------ Data for this exercise ------

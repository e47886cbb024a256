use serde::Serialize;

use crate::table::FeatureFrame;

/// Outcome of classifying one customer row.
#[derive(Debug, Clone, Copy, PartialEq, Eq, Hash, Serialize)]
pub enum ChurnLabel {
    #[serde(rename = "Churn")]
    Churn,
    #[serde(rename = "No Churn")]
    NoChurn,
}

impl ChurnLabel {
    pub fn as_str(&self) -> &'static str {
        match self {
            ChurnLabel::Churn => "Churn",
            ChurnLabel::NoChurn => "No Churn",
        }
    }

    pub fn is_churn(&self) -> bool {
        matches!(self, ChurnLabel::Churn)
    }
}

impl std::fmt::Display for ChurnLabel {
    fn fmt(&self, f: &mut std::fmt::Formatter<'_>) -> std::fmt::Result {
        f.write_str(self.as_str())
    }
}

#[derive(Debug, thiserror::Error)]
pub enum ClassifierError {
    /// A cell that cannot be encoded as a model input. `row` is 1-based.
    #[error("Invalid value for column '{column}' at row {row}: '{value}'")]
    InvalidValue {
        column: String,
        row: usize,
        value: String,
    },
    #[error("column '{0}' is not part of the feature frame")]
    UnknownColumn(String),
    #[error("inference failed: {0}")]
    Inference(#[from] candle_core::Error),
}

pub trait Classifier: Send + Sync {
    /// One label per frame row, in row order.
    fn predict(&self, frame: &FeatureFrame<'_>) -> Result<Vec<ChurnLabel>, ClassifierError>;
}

------

Transcribe each of the records above exactly.

Task result:
repository e47886cbb024a256
use serde::Serialize;

use crate::table::FeatureFrame;

/// Outcome of classifying one customer row.
#[derive(Debug, Clone, Copy, PartialEq, Eq, Hash, Serialize)]
pub enum ChurnLabel {
    #[serde(rename = "Churn")]
    Churn,
    #[serde(rename = "No Churn")]
    NoChurn,
}

impl ChurnLabel {
    pub fn as_str(&self) -> &'static str {
        match self {
            ChurnLabel::Churn => "Churn",
            ChurnLabel::NoChurn => "No Churn",
        }
    }

    pub fn is_churn(&self) -> bool {
        matches!(self, ChurnLabel::Churn)
    }
}

impl std::fmt::Display for ChurnLabel {
    fn fmt(&self, f: &mut std::fmt::Formatter<'_>) -> std::fmt::Result {
        f.write_str(self.as_str())
    }
}

#[derive(Debug, thiserror::Error)]
pub enum ClassifierError {
    /// A cell that cannot be encoded as a model input. `row` is 1-based.
    #[error("Invalid value for column '{column}' at row {row}: '{value}'")]
    InvalidValue {
        column: String,
        row: usize,
        value: String,
    },
    #[error("column '{0}' is not part of the feature frame")]
    UnknownColumn(String),
    #[error("inference failed: {0}")]
    Inference(#[from] candle_core::Error),
}

pub trait Classifier: Send + Sync {
    /// One label per frame row, in row order.
    fn predict(&self, frame: &FeatureFrame<'_>) -> Result<Vec<ChurnLabel>, ClassifierError>;
}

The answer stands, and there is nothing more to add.